◆ What to work on: Extract from the entries below, exactly as given, only the lines from the line containing "pub struct Span<'i>" to the line containing "without checking invariants.", both lines included.

Saved data entries:
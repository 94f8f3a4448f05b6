// lrpeg. The Left-Recursive Parser
// Copyright (c) 2018 Dragoș Tiselice
//
// Licensed under the Apache License, Version 2.0
// <LICENSE-APACHE or http://www.apache.org/licenses/LICENSE-2.0> or the MIT
// license <LICENSE-MIT or http://opensource.org/licenses/MIT>, at your
// option. All files in the project carrying such notice may not be copied,
// modified, or distributed except according to those terms.

use core::fmt;
use core::ptr;

/// A half-open byte range over a `&str`, produced by every successful match.
///
/// A zero-width match is represented by `start == end`.
#[derive(Clone, Copy)]
pub struct Span<'i> {
    input: &'i str,
    start: usize,
    end: usize,
}

impl<'i> Span<'i> {
    /// Create a new `Span` without checking invariants. (Checked with `debug_assertions`.)
    pub(crate) fn new_internal(input: &str, start: usize, end: usize) -> Span<'_> {
        debug_assert!(input.get(start..end).is_some());
        Span { input, start, end }
    }

    /// Attempts to create a new span. Will return `None` if `input[start..end]` is an invalid
    /// index into `input`.
    ///
    /// # Examples
    ///
    /// ```
    /// # use lrpeg::Span;
    /// let input = "Hello!";
    /// assert_eq!(None, Span::new(input, 100, 0));
    /// assert!(Span::new(input, 0, input.len()).is_some());
    /// ```
    pub fn new(input: &str, start: usize, end: usize) -> Option<Span<'_>> {
        if input.get(start..end).is_some() {
            Some(Span { input, start, end })
        } else {
            None
        }
    }

    /// Returns the `Span`'s start byte position as a `usize`.
    #[inline]
    pub fn start(&self) -> usize {
        self.start
    }

    /// Returns the `Span`'s end byte position as a `usize`.
    #[inline]
    pub fn end(&self) -> usize {
        self.end
    }

    /// Returns `true` if the span covers no input at all.
    #[inline]
    pub fn is_empty(&self) -> bool {
        self.start == self.end
    }

    /// Captures a slice from the `&str` defined by the `Span`.
    ///
    /// # Examples
    ///
    /// ```
    /// # use lrpeg::Span;
    /// let input = "abc def";
    /// let span = Span::new(input, 4, 7).unwrap();
    ///
    /// assert_eq!(span.as_str(), "def");
    /// ```
    #[inline]
    pub fn as_str(&self) -> &'i str {
        // The span's byte range was validated on construction.
        &self.input[self.start..self.end]
    }

    /// Returns the input the span was taken from.
    #[inline]
    pub fn input(&self) -> &'i str {
        self.input
    }
}

impl<'i> fmt::Debug for Span<'i> {
    fn fmt(&self, f: &mut fmt::Formatter<'_>) -> fmt::Result {
        f.debug_struct("Span")
            .field("str", &self.as_str())
            .field("start", &self.start)
            .field("end", &self.end)
            .finish()
    }
}

impl<'i> PartialEq for Span<'i> {
    fn eq(&self, other: &Span<'i>) -> bool {
        ptr::eq(self.input, other.input) && self.start == other.start && self.end == other.end
    }
}

impl<'i> Eq for Span<'i> {}

#[cfg(test)]
mod tests {
    use super::Span;

    #[test]
    fn zero_width() {
        let span = Span::new("ab", 1, 1).unwrap();

        assert!(span.is_empty());
        assert_eq!(span.as_str(), "");
    }

    #[test]
    fn invalid_boundary() {
        let heart = "💖";

        assert!(Span::new(heart, 0, 1).is_none());
        assert!(Span::new(heart, 0, heart.len()).is_some());
    }

    #[test]
    fn equality_is_per_input() {
        let input = "aa";
        let other = String::from("aa");

        assert_eq!(Span::new(input, 0, 1), Span::new(input, 0, 1));
        assert_ne!(Span::new(input, 0, 1), Span::new(&other, 0, 1));
    }
}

◆ Answer section:
pub struct Span<'i> {
    input: &'i str,
    start: usize,
    end: usize,
}

impl<'i> Span<'i> {
    /// Create a new `Span` without checking invariants. (Checked with `debug_assertions`.)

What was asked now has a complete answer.